I also need to start getting my weight in check from today. Blargh. I’m hovering roughly around the 74.5-75kg mark, and I’d like to be 73kg by the end of the month – that way I’ll feel more confident getting to <72kg on September 20th. Incidentally, I do have an afternoon weigh-in for the British, which is sheeee-iiiit. I suppose I ought to look into getting to around 71kg so I can at least have some breakfast before weigh-in.

I’ve been wanting to talk about food on here for a while, although as per usual it’ll be all jumbled. I know the secret to mass-loss starts in the kitchen, but whenever I read other peoples’ eating programs or read nutritionist’s stuff, I’m always puzzled that the eating programs are designed for one person and never have allowances for “what the rest of the family are going to eat”, IYSWIM. Are all the people doing these programs single, or do they cook & eat a totally separate meal from the rest of their family?

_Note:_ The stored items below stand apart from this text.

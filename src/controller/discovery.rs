//! # Candidate Discovery
//!
//! Lists the device nodes probed when no device is named on the command
//! line. Candidates are sorted so association order is deterministic when
//! several remotes are connected.

use std::fs;
use std::path::{Path, PathBuf};
use tracing::debug;

use crate::error::{BridgeError, Result};

/// Enumerate candidate device nodes
///
/// # Arguments
///
/// * `input_dir` - Directory to scan, usually `/dev/input`
/// * `prefix` - File name prefix of candidate nodes, usually `js`
///
/// # Errors
///
/// - `NoEligibleDevice`: the directory is missing or holds no candidate
/// - `Io`: the directory cannot be read
pub fn candidates(input_dir: &Path, prefix: &str) -> Result<Vec<PathBuf>> {
    if !input_dir.exists() {
        return Err(BridgeError::NoEligibleDevice(format!(
            "{} not found",
            input_dir.display()
        )));
    }

    let mut nodes = Vec::new();
    for entry in fs::read_dir(input_dir)? {
        let path = entry?.path();
        let matches = path
            .file_name()
            .map(|name| name.to_string_lossy().starts_with(prefix))
            .unwrap_or(false);
        if matches {
            nodes.push(path);
        }
    }

    if nodes.is_empty() {
        return Err(BridgeError::NoEligibleDevice("no joysticks found".to_string()));
    }

    nodes.sort();
    debug!("Discovered {} candidate(s) in {}", nodes.len(), input_dir.display());
    Ok(nodes)
}
//! Scenario files.
//!
//! A scenario is a YAML document with three sections:
//!
//! ```yaml
//! params:
//!   timestep: 3.0e4        # simulated seconds per frame
//!   gravity: 6.67408e-11   # gravitational constant
//!   substeps: 1            # ticks per frame
//!
//! bodies:
//!   - position: [0.0, 0.0]
//!     velocity: [1.0e5, 0.0]
//!     mass: 1.989e30
//!     radius: 6.9551e8
//!     trail_every: 25      # optional
//!     max_trail: 50        # optional
//!
//! swarm:                   # optional, orbits the heaviest body
//!   count: 200
//!   radius: 5.0e11
//!   clockwise: true
//!   density: 1.0e10        # kg/m², sets body radius from mass
//!   mass_range: [1.0e22, 1.0e24]
//!   seed: 7
//! ```
//!
//! Missing `params` fall back to [`Params::default`].

use std::fs;
use std::path::Path;

use serde::Deserialize;

use crate::error::Result;
use crate::simulation::{Params, GRAVITATIONAL_CONSTANT};

#[derive(Deserialize, Debug, Clone, PartialEq)]
#[serde(default)]
pub struct ParamsConfig {
    pub timestep: f64,
    pub gravity: f64,
    pub substeps: u32,
}

impl Default for ParamsConfig {
    fn default() -> Self {
        let params = Params::default();

        Self {
            timestep: params.timestep(),
            gravity: params.gravity(),
            substeps: params.substeps(),
        }
    }
}

impl ParamsConfig {
    pub fn to_params(&self) -> Result<Params> {
        Params::new(self.timestep, self.gravity, self.substeps)
    }
}

/// Initial state for a single body.
#[derive(Deserialize, Debug, Clone, PartialEq)]
pub struct BodyConfig {
    pub position: [f64; 2],
    #[serde(default)]
    pub velocity: [f64; 2],
    pub mass: f64,
    #[serde(default)]
    pub radius: f64,
    pub trail_every: Option<u32>,
    pub max_trail: Option<usize>,
}

/// Procedurally placed bodies on near-circular orbits.
#[derive(Deserialize, Debug, Clone, PartialEq)]
pub struct SwarmConfig {
    pub count: usize,
    /// Outer orbit radius (m).
    pub radius: f64,
    #[serde(default)]
    pub clockwise: bool,
    /// Areal density (kg/m²).
    pub density: f64,
    pub mass_range: [f64; 2],
    #[serde(default)]
    pub seed: u64,
}

#[derive(Deserialize, Debug, Clone, PartialEq)]
pub struct ScenarioConfig {
    #[serde(default)]
    pub params: ParamsConfig,
    pub bodies: Vec<BodyConfig>,
    pub swarm: Option<SwarmConfig>,
}

impl ScenarioConfig {
    pub fn from_yaml_str(yaml: &str) -> Result<Self> {
        Ok(serde_yaml::from_str(yaml)?)
    }

    pub fn load(path: impl AsRef<Path>) -> Result<Self> {
        let yaml = fs::read_to_string(path)?;
        Self::from_yaml_str(&yaml)
    }

    /// Sun, Earth and Moon, the whole system drifting at 100 km/s along x.
    pub fn solar_system() -> Self {
        const DRIFT: f64 = 1.0e5;

        Self {
            params: ParamsConfig {
                timestep: 3.0e4,
                gravity: GRAVITATIONAL_CONSTANT,
                substeps: 1,
            },
            bodies: vec![
                BodyConfig {
                    position: [0.0, 0.0],
                    velocity: [DRIFT, 0.0],
                    mass: 1.989e30,
                    radius: 6.9551e8,
                    trail_every: None,
                    max_trail: None,
                },
                BodyConfig {
                    position: [1.496e11, 0.0],
                    velocity: [DRIFT, 2.9786e4],
                    mass: 5.972e24,
                    radius: 6.371e6,
                    trail_every: None,
                    max_trail: None,
                },
                BodyConfig {
                    position: [1.496e11 + 3.844e8, 0.0],
                    velocity: [DRIFT, 2.9786e4 + 1.023e3],
                    mass: 7.347e22,
                    radius: 1.7371e6,
                    trail_every: None,
                    max_trail: None,
                },
            ],
            swarm: None,
        }
    }
}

If they’re not the person who does most of the cooking in their house, do they instruct the person who does the cooking/shopping on exactly what they want? How does it work?!

Not that I’m asking for advice on this. When I moved in with my boyfriend one of the major attractions (other than getting to see him every day!) was sharing cooking. I lived on my own for the best part of 6.5 years and I know the annoyance & tedium of cooking for one person, so having someone to share cooking/food bills was a big plus. As it’s worked out, he does most of the cooking due to how much time I’m out of the house & because he enjoys it (although we share the shopping/planning). So when I see those precise, carb-cycling, paleo, IIFYM, carb nite, weighed & measured etc etc nutrition plans I dismiss them, because I’m not eating separately from my boyfriend & I’m not making him cook those things.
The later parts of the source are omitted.